Guessing a number among K

Question

Consider two players $a$ and $b$. Player $a$ moves first and picks a number $n\in\{0,1,2,...,K\}$. Then moves player $b$ who guesses at the number picked by $a$. If the guess is correct, $b$ wins a prize equal to $\pi=K−n$ and $a$ earns nothing. Otherwise player $a$ earns $\pi=K−n$ and $b$ earns nothing. What number should $a$ optimally pick to maximize her expected reward? what should do $b$?

Answer 1

Suppose $K=1$. Then $\sigma_a=0$ and $\sigma_b=0$ is a Nash equilibrium ($\sigma_i$ denotes the strategy of player $i$). In this equilibrium, $b$ earns 1 while $a$ doesn't.

For $K=2$, this strategy profile is not an equilibrium any more: If $a$ thinks $b$ thinks $a$ is going to play $\sigma_a=0$, and will best respond by $\sigma_b=0$, then $a$ is better off by playing $\sigma_a=1$, giving a payoff of 1.

Indeed, for $K>1$, there is no pure strategy equilibrium. That is because for any $\sigma_b\in\{0,\ldots ,K\}$, there is a $\sigma_b\in\{0,\ldots, K-1\}$ which gives a positive payoff to $a$.

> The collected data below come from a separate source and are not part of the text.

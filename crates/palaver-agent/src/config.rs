// ============================================
// File: crates/palaver-agent/src/config.rs
// ============================================
//! # Agent Configuration
//!
//! ## Creation Reason
//! Collects the tunables of the agent (transport limits, reassembly
//! bounds, handshake freshness, log level) in one TOML document.
//!
//! ## Main Functionality
//! - `AgentConfig`: Main configuration structure
//! - TOML file loading and parsing
//! - Configuration validation
//! - Default values for every field
//!
//! ## Configuration Sections
//! - `transport`: message command, maximum line length
//! - `fragments`: reassembly bounds
//! - `handshake`: accepted clock skew on offers
//! - `logging`: Log level
//!
//! ## Example Configuration
//! ```toml
//! [transport]
//! command = "PRIVMSG"
//! max_line_len = 512
//!
//! [fragments]
//! max_pending = 64
//! max_fragment_bytes = 65536
//! fragment_ttl_secs = 300
//!
//! [handshake]
//! max_timestamp_skew_secs = 600
//!
//! [logging]
//! level = "info"
//! ```
//!
//! ## ⚠️ Important Note for Next Developer
//! - Every section is optional; a missing file means all defaults
//! - `max_line_len` counts the trailing CRLF
//!
//! ## Last Modified
//! v0.1.0 - Initial configuration implementation

use std::path::Path;
use std::str::FromStr;
use std::time::Duration;

use serde::{Deserialize, Serialize};
use tracing::info;

use palaver_transport::DEFAULT_COMMAND;

use crate::error::{AgentError, Result};
use crate::services::fragments::FragmentLimits;

/// Smallest line length that still leaves room for a 64-byte target.
pub const MIN_LINE_LEN: usize = 128;

/// Largest line length accepted.
pub const MAX_LINE_LEN: usize = 8192;

/// Smallest reassembly limit; an armored Ack must always fit.
pub const MIN_FRAGMENT_BYTES: usize = 1024;

const LOG_LEVELS: [&str; 5] = ["trace", "debug", "info", "warn", "error"];

// ============================================
// AgentConfig
// ============================================

/// Main agent configuration.
#[derive(Debug, Clone, Default, PartialEq, Eq, Serialize, Deserialize)]
pub struct AgentConfig {
    /// Transport line settings.
    #[serde(default)]
    pub transport: TransportConfig,

    /// Fragment reassembly bounds.
    #[serde(default)]
    pub fragments: FragmentConfig,

    /// Handshake settings.
    #[serde(default)]
    pub handshake: HandshakeConfig,

    /// Logging configuration.
    #[serde(default)]
    pub logging: LoggingConfig,
}

impl AgentConfig {
    /// Loads configuration from a TOML file.
    ///
    /// # Errors
    /// Returns error if file cannot be read, parsed or validated.
    pub async fn load(path: impl AsRef<Path>) -> Result<Self> {
        let path = path.as_ref();
        let path_str = path.display().to_string();

        info!(path = %path_str, "Loading configuration");

        let content = tokio::fs::read_to_string(path)
            .await
            .map_err(|e| AgentError::config_load(&path_str, e.to_string()))?;

        let config = Self::parse_with_origin(&content, &path_str)?;

        info!("Configuration loaded successfully");
        Ok(config)
    }

    fn parse_with_origin(content: &str, origin: &str) -> Result<Self> {
        let config: Self =
            toml::from_str(content).map_err(|e| AgentError::config_load(origin, e.to_string()))?;
        config.validate()?;
        Ok(config)
    }

    /// Validates the configuration.
    ///
    /// # Errors
    /// `ConfigInvalid` naming the first offending field.
    pub fn validate(&self) -> Result<()> {
        self.transport.validate()?;
        self.fragments.validate()?;
        self.handshake.validate()?;
        self.logging.validate()
    }

    /// Serializes configuration to TOML string.
    #[must_use]
    pub fn to_toml(&self) -> String {
        toml::to_string_pretty(self).unwrap_or_default()
    }
}

impl FromStr for AgentConfig {
    type Err = AgentError;

    fn from_str(content: &str) -> Result<Self> {
        Self::parse_with_origin(content, "<string>")
    }
}

// ============================================
// TransportConfig
// ============================================

/// Transport configuration section.
#[derive(Debug, Clone, PartialEq, Eq, Serialize, Deserialize)]
pub struct TransportConfig {
    /// Message-delivery command.
    #[serde(default = "default_command")]
    pub command: String,

    /// Maximum line length in bytes, CRLF included.
    #[serde(default = "default_max_line_len")]
    pub max_line_len: usize,
}

fn default_command() -> String {
    DEFAULT_COMMAND.to_string()
}

const fn default_max_line_len() -> usize {
    512
}

impl TransportConfig {
    fn validate(&self) -> Result<()> {
        if self.command.is_empty() || !self.command.chars().all(|c| c.is_ascii_alphanumeric()) {
            return Err(AgentError::config_invalid(
                "transport.command",
                "must be a non-empty alphanumeric command",
            ));
        }
        if !(MIN_LINE_LEN..=MAX_LINE_LEN).contains(&self.max_line_len) {
            return Err(AgentError::config_invalid(
                "transport.max_line_len",
                format!("must be between {MIN_LINE_LEN} and {MAX_LINE_LEN}"),
            ));
        }
        Ok(())
    }
}

impl Default for TransportConfig {
    fn default() -> Self {
        Self {
            command: default_command(),
            max_line_len: default_max_line_len(),
        }
    }
}

// ============================================
// FragmentConfig
// ============================================

/// Fragment reassembly section.
#[derive(Debug, Clone, PartialEq, Eq, Serialize, Deserialize)]
pub struct FragmentConfig {
    /// Maximum number of senders with a partial message in flight.
    #[serde(default = "default_max_pending")]
    pub max_pending: usize,

    /// Maximum size of one partial message.
    #[serde(default = "default_max_fragment_bytes")]
    pub max_fragment_bytes: usize,

    /// Seconds after which an untouched partial is discarded.
    #[serde(default = "default_fragment_ttl_secs")]
    pub fragment_ttl_secs: u64,
}

const fn default_max_pending() -> usize {
    64
}

const fn default_max_fragment_bytes() -> usize {
    64 * 1024
}

const fn default_fragment_ttl_secs() -> u64 {
    300
}

impl FragmentConfig {
    fn validate(&self) -> Result<()> {
        if self.max_pending == 0 {
            return Err(AgentError::config_invalid(
                "fragments.max_pending",
                "must be at least 1",
            ));
        }
        if self.max_fragment_bytes < MIN_FRAGMENT_BYTES {
            return Err(AgentError::config_invalid(
                "fragments.max_fragment_bytes",
                format!("must be at least {MIN_FRAGMENT_BYTES}"),
            ));
        }
        if self.fragment_ttl_secs == 0 {
            return Err(AgentError::config_invalid(
                "fragments.fragment_ttl_secs",
                "must be at least 1",
            ));
        }
        Ok(())
    }

    /// Returns the reassembler bounds described by this section.
    #[must_use]
    pub const fn limits(&self) -> FragmentLimits {
        FragmentLimits {
            max_pending: self.max_pending,
            max_fragment_bytes: self.max_fragment_bytes,
            ttl: Duration::from_secs(self.fragment_ttl_secs),
        }
    }
}

impl Default for FragmentConfig {
    fn default() -> Self {
        Self {
            max_pending: default_max_pending(),
            max_fragment_bytes: default_max_fragment_bytes(),
            fragment_ttl_secs: default_fragment_ttl_secs(),
        }
    }
}

// ============================================
// HandshakeConfig
// ============================================

/// Handshake configuration section.
#[derive(Debug, Clone, PartialEq, Eq, Serialize, Deserialize)]
pub struct HandshakeConfig {
    /// Maximum accepted distance between an offer's timestamp and now.
    #[serde(default = "default_max_timestamp_skew_secs")]
    pub max_timestamp_skew_secs: u64,
}

const fn default_max_timestamp_skew_secs() -> u64 {
    600
}

impl HandshakeConfig {
    fn validate(&self) -> Result<()> {
        if self.max_timestamp_skew_secs == 0 {
            return Err(AgentError::config_invalid(
                "handshake.max_timestamp_skew_secs",
                "must be at least 1",
            ));
        }
        Ok(())
    }
}

impl Default for HandshakeConfig {
    fn default() -> Self {
        Self {
            max_timestamp_skew_secs: default_max_timestamp_skew_secs(),
        }
    }
}

// ============================================
// LoggingConfig
// ============================================

/// Logging configuration section.
#[derive(Debug, Clone, PartialEq, Eq, Serialize, Deserialize)]
pub struct LoggingConfig {
    /// Default filter level; `RUST_LOG` takes precedence.
    #[serde(default = "default_log_level")]
    pub level: String,
}

fn default_log_level() -> String {
    "info".to_string()
}

impl LoggingConfig {
    fn validate(&self) -> Result<()> {
        if !LOG_LEVELS.contains(&self.level.to_ascii_lowercase().as_str()) {
            return Err(AgentError::config_invalid(
                "logging.level",
                format!("must be one of {}", LOG_LEVELS.join(", ")),
            ));
        }
        Ok(())
    }
}

impl Default for LoggingConfig {
    fn default() -> Self {
        Self {
            level: default_log_level(),
        }
    }
}

// ============================================
// Tests
// ============================================

#[cfg(test)]
mod tests {
    use super::*;

    #[test]
    fn test_default_config() {
        let config = AgentConfig::default();
        assert!(config.validate().is_ok());
        assert_eq!(config.transport.command, "PRIVMSG");
        assert_eq!(config.transport.max_line_len, 512);
        assert_eq!(config.fragments.max_pending, 64);
        assert_eq!(config.fragments.max_fragment_bytes, 65536);
        assert_eq!(config.handshake.max_timestamp_skew_secs, 600);
    }

    #[test]
    fn test_empty_document_uses_defaults() {
        let config: AgentConfig = "".parse().unwrap();
        assert_eq!(config, AgentConfig::default());
    }

    #[test]
    fn test_partial_document() {
        let config: AgentConfig = r#"
            [transport]
            max_line_len = 400

            [fragments]
            fragment_ttl_secs = 30
        "#
        .parse()
        .unwrap();

        assert_eq!(config.transport.max_line_len, 400);
        assert_eq!(config.transport.command, "PRIVMSG");
        assert_eq!(config.fragments.limits().ttl, Duration::from_secs(30));
        assert_eq!(config.fragments.max_pending, 64);
    }

    #[test]
    fn test_rejects_tiny_line_length() {
        let err = "[transport]\nmax_line_len = 40\n"
            .parse::<AgentConfig>()
            .unwrap_err();
        assert!(err.is_config_error());
        assert!(err.to_string().contains("transport.max_line_len"));
    }

    #[test]
    fn test_rejects_bad_values() {
        assert!("[transport]\ncommand = \"PRIV MSG\"\n"
            .parse::<AgentConfig>()
            .is_err());
        assert!("[fragments]\nmax_pending = 0\n".parse::<AgentConfig>().is_err());
        assert!("[handshake]\nmax_timestamp_skew_secs = 0\n"
            .parse::<AgentConfig>()
            .is_err());
        assert!("[logging]\nlevel = \"loud\"\n".parse::<AgentConfig>().is_err());
    }

    #[test]
    fn test_unparseable_document() {
        let err = "[transport\n".parse::<AgentConfig>().unwrap_err();
        assert!(matches!(err, AgentError::ConfigLoad { .. }));
    }

    #[test]
    fn test_toml_roundtrip() {
        let config = AgentConfig::default();
        let parsed: AgentConfig = config.to_toml().parse().unwrap();
        assert_eq!(parsed, config);
    }

    #[tokio::test]
    async fn test_load_missing_file() {
        let err = AgentConfig::load("/nonexistent/palaver.toml").await.unwrap_err();
        assert!(matches!(err, AgentError::ConfigLoad { .. }));
    }
}
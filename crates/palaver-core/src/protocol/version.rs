// ============================================
// File: crates/palaver-core/src/protocol/version.rs
// ============================================
//! # Protocol Versioning
//!
//! Offer and Ack open with a version byte. A peer running a different
//! version is refused during the handshake, before any key is derived;
//! Data and Close packets carry none since the session id already pins
//! the version both sides agreed on.
//!
//! | Version | Description |
//! |---------|-------------|
//! | 0x01    | Offer / Ack / Data / Close, `?PLV:` armor |

use crate::error::{CoreError, Result};

/// Version this build writes into handshake messages.
pub const CURRENT_PROTOCOL_VERSION: u8 = 0x01;

/// Version byte read from a handshake message.
///
/// # Example
/// ```
/// use palaver_core::protocol::ProtocolVersion;
///
/// assert!(ProtocolVersion::current().ensure_supported().is_ok());
/// assert!(ProtocolVersion::new(0x02).ensure_supported().is_err());
/// ```
#[derive(Debug, Clone, Copy, PartialEq, Eq)]
pub struct ProtocolVersion(u8);

impl ProtocolVersion {
    /// Wraps a version byte.
    #[must_use]
    pub const fn new(version: u8) -> Self {
        Self(version)
    }

    /// The version this build speaks.
    #[must_use]
    pub const fn current() -> Self {
        Self(CURRENT_PROTOCOL_VERSION)
    }

    /// Refuses anything but the current version; there is no
    /// negotiation, so both peers must run the same protocol.
    ///
    /// # Errors
    /// `UnsupportedVersion` carrying the received and current versions.
    pub const fn ensure_supported(&self) -> Result<()> {
        if self.0 == CURRENT_PROTOCOL_VERSION {
            Ok(())
        } else {
            Err(CoreError::UnsupportedVersion {
                got: self.0,
                expected: CURRENT_PROTOCOL_VERSION,
            })
        }
    }
}
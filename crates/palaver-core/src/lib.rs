// ============================================
// File: crates/palaver-core/src/lib.rs
// ============================================
//! # Palaver Core - Session Protocol & Cryptography
//!
//! ## Creation Reason
//! Provides the cryptographic session primitive a palaver agent drives for
//! every peer: signed handshake, authenticated encryption, and the text
//! armor that lets binary messages ride a chat line.
//!
//! ## Main Functionality
//!
//! ### Session ([`session`])
//! - `CryptoSession` trait (offer / acknowledge / receive / send / close)
//! - `SessionFactory` + default implementation bound to the process identity
//!
//! ### Protocol Module ([`protocol`])
//! - Offer / Ack / Data / Close message definitions and binary codec
//! - Frame codec: `?PLV:<base64>.`
//! - Protocol version management
//!
//! ### Crypto Module ([`crypto`])
//! - Key types (`IdentityKeyPair`, `EphemeralKeyPair`, `SessionKey`)
//! - Handshake cryptography (signatures, key exchange)
//! - Transport encryption (ChaCha20-Poly1305)
//! - Key derivation (HKDF-SHA256) and replay tracking
//!
//! ## Architecture Position
//! ```text
//! ┌─────────────────────────────────────────────────────┐
//! │               palaver-agent                         │
//! │                    │                                │
//! │         ┌──────────┴──────────┐                     │
//! │         ▼                     ▼                     │
//! │   palaver-core  ◄──    palaver-transport            │
//! │   You are here                │                     │
//! │         │                     │                     │
//! │         └──────────┬──────────┘                     │
//! │                    ▼                                │
//! │             palaver-common                          │
//! └─────────────────────────────────────────────────────┘
//! ```
//!
//! ## Security Guarantees
//! - **Confidentiality**: ChaCha20-Poly1305 authenticated encryption
//! - **Authenticity**: Ed25519 signatures on Offer and Ack
//! - **Forward Secrecy**: X25519 ephemeral key exchange per session
//! - **Replay Protection**: per-direction counters with a sliding window
//!
//! ## ⚠️ Important Note for Next Developer
//! - NEVER implement custom crypto primitives
//! - ALL secret keys MUST implement Zeroize
//!
//! ## Last Modified
//! v0.1.0 - Initial implementation

#![warn(missing_docs)]
#![warn(clippy::all)]
#![warn(clippy::pedantic)]
#![allow(clippy::module_name_repetitions)]

pub mod crypto;
pub mod error;
pub mod protocol;
pub mod session;

// Re-export commonly used items
pub use crypto::{Fingerprint, IdentityKeyPair, IdentityPublicKey};
pub use error::{CoreError, Result};
pub use protocol::{is_complete, is_tagged, END_MARKER, START_MARKER};
pub use session::{
    Acknowledged, CryptoSession, DefaultCryptoSession, DefaultSessionFactory, Received,
    SessionFactory,
};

Consequently, for $K>1$ there is no number which $a$ should choose with probability 1, because then he would be predictable. Only mixed strategy equilibria exist, so there is no single optimal number to pick. For $K=2$, for example, the only mixed strategy equilibrium is $$Pr(\sigma_a=0)=1/3, Pr(\sigma_a=1)=2/3, Pr(\sigma_b=0)=2/3, Pr(\sigma_b=1)=1/3.$$ Interestingly, $a$ does not choose 0 more often than 1, even though it would give a higher payoff if $b$ guessed wrong. That's because $a$ anticipates that $b$ sees 0 would be more profitable, and more often guesses 0 than 1.